▶ _Goal of the exercise_
Up to and including the line with "appear inside messages.", restate the records below word for word, beginning with their first line.

▶ _Data provided_
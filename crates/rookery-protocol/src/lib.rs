//! Wire protocol for rookery.
//!
//! This crate defines the "language" that a browser client and the room
//! coordinator speak:
//!
//! - **Value types** ([`RoomCode`], [`Color`], [`Square`], [`Promotion`],
//!   [`MoveSpec`]): small, validated values that appear inside messages.
//! - **Messages** ([`Intent`], [`Event`]): what a client asks for and
//!   what the coordinator tells it.
//! - **Codec** ([`Codec`] trait, [`JsonCodec`]): how messages become bytes.
//! - **Errors** ([`ProtocolError`]): what can go wrong while decoding.
//!
//! # Architecture
//!
//! ```text
//! Transport (frames) → Protocol (Intent / Event) → Room coordinator
//! ```
//!
//! Validation that only needs the message itself (a room code has four
//! digits, a square is on the board) happens here during decoding, so the
//! coordinator never sees a malformed value.

mod codec;
mod error;
mod message;
mod types;

pub use codec::Codec;
#[cfg(feature = "json")]
pub use codec::JsonCodec;
pub use error::ProtocolError;
pub use message::{EndReason, Event, GameResult, Intent, RejectReason};
pub use types::{Color, MoveSpec, Promotion, RoomCode, Square};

▶ _The answer_
filename crates/rookery-protocol/src/lib.rs
//! Wire protocol for rookery.
//!
//! This crate defines the "language" that a browser client and the room
//! coordinator speak:
//!
//! - **Value types** ([`RoomCode`], [`Color`], [`Square`], [`Promotion`],
//!   [`MoveSpec`]): small, validated values that appear inside messages.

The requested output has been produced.